Swazi Headrest, ‘Hho Hho’ Region in Swaziland South Africa
This classical head- or neck rest can be identified as Swazi (as opposed to Zulu) by the way the grooves run on the legs. In Zulu items, the fluted grooves run horizontally instead of vertically. For the rest, the headrests of both nations are quite similar with a central lug pending from the underside of the crossbar meant as a pillow for the head.
The legs appear to be almost invariably fluted with vertical grooves, and in some examples, tails and leg-like forms are added at the short end of the headrest. There is no specific research known to have been done on Swazi headrest symbolism and usage, it is usually assumed that they must have followed a pattern similar to their southern neighbors, the Zulu, with whom they share many cultural patterns.
This piece is collected by British major during the Zulu wars in Natal 1838-1843.
Headrests such as this are often damaged or often broken and discarded from general use. Often they are buried with their owners which is a practice done among many cultures in Southern Africa. However, this one is in absolute good shape with few scratches. The varied dark brown patina with wear indicative of much age and indigenous use. It suits fine in the category described in the book “Sleeping Beauties” by Stephen King and Owen King.

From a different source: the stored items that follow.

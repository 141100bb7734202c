//! # docstore - Document Store Abstraction
//!
//! `docstore` provides a uniform CRUD/query API over a collection of JSON
//! documents, decoupling application code from any specific storage backend.
//!
//! ## Key Features
//!
//! - **Opaque documents**: [Document] wraps arbitrary JSON; the store only
//!   interprets dotted field paths for filtering and sub-document mutation
//! - **Composable filters**: an immutable [filter::Filter] expression tree
//!   with fluent builders and `and`/`or` combinators
//! - **Typed mutation results**: conflict outcomes (create on an existing
//!   key, a failed optimistic-concurrency condition) are results, not errors
//! - **Lazy search**: [DocumentStream] is a finite, single-pass cursor over
//!   matching documents
//! - **Pluggable backends**: the [Collection] trait is the entire backend
//!   contract; adapters live in sibling crates
//!
//! ## Quick Start
//!
//! ```rust,ignore
//! use docstore::{Collection, Document, Key, Query, SortOrder};
//! use docstore::filter::field;
//!
//! # fn example(collection: &dyn Collection) -> docstore::errors::DocStoreResult<()> {
//! let key = Key::new("order-42");
//! let doc = Document::parse(r#"{"status": "NEW", "total": 99}"#)?;
//! collection.upsert(&key, &doc)?;
//!
//! let query = Query::new()
//!     .with_filter(field("status").eq("NEW"))
//!     .order_by("created_at", SortOrder::Descending)
//!     .limit(10);
//! for doc in collection.search(&query)? {
//!     println!("{}", doc?);
//! }
//! # Ok(())
//! # }
//! ```
//!
//! ## Module Organization
//!
//! - [`collection`] - The `Collection` trait and mutation result types
//! - [`constants`] - Reserved document field names
//! - [`document`] - The opaque JSON document type
//! - [`errors`] - Error types and result definitions
//! - [`filter`] - Query filters and the fluent filter builder
//! - [`key`] - Opaque document keys
//! - [`query`] - Query building (filter, sort, projection, pagination)
//! - [`stream`] - Lazy document cursors

use parking_lot::RwLock;
use std::sync::Arc;

pub mod collection;
pub mod constants;
pub mod document;
pub mod errors;
pub mod filter;
pub mod key;
pub mod query;
pub mod stream;

pub use collection::{Collection, CreateResult, UpdateResult, UNSUPPORTED_QUERY_OPERATION};
pub use document::Document;
pub use key::Key;
pub use query::{OrderBy, Query, SortOrder};
pub use stream::DocumentStream;

pub type Atomic<T> = Arc<RwLock<T>>;

#[inline]
pub fn atomic<T>(t: T) -> Atomic<T> {
    Arc::new(RwLock::new(t))
}
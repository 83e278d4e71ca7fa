use thiserror::Error;

/// All errors produced by revoice-core.
#[derive(Debug, Error)]
pub enum RevoiceError {
    #[error("audio device error: {0}")]
    AudioDevice(String),

    #[error("audio stream error: {0}")]
    AudioStream(String),

    #[error("no matching audio device found: {0}")]
    DeviceNotFound(String),

    #[error("invalid sample rate: {0}")]
    InvalidRate(String),

    #[error("resource load error: {0}")]
    ResourceLoad(String),

    #[error("model file not found: {path}")]
    ModelNotFound { path: std::path::PathBuf },

    #[error("processing error: {0}")]
    Processing(String),

    #[error("stream is already running")]
    AlreadyRunning,

    #[error("stream is not running")]
    NotRunning,

    #[error("ONNX session error: {0}")]
    OnnxSession(String),

    #[error("IO error: {0}")]
    Io(#[from] std::io::Error),

    #[error(transparent)]
    Other(#[from] anyhow::Error),
}

pub type Result<T> = std::result::Result<T, RevoiceError>;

Age: Early 19th Century – before 1838.
Measure: H: 12, W: 9, L: 37 cm – Weight: 630 grams
Condition: The yellow hardwood is fire-blackened on the legs, a process whereby a red-hot iron is rolled over an oily surface that is darkened in this way by controlled scorching. This relatively small object works like an architectural design in its lay-out and balance and, though less than 40 cm long.
Provenance: Ex – collection of Major Stetton, Lewis, Sussex, England. Obtained from him by P. Westerdijk in 1977. This object was acquired by the grandfather of the major during the Zulu wars in Natal.
William J. Dewey: Sleeping beauties, Los Angeles, 1993, pp. 82 – 83
Anitra Nettleton: “African Dream Machines: Style, Identity and Meaning of African Headrests”
Jef Vincent: “Headrest from East Africa”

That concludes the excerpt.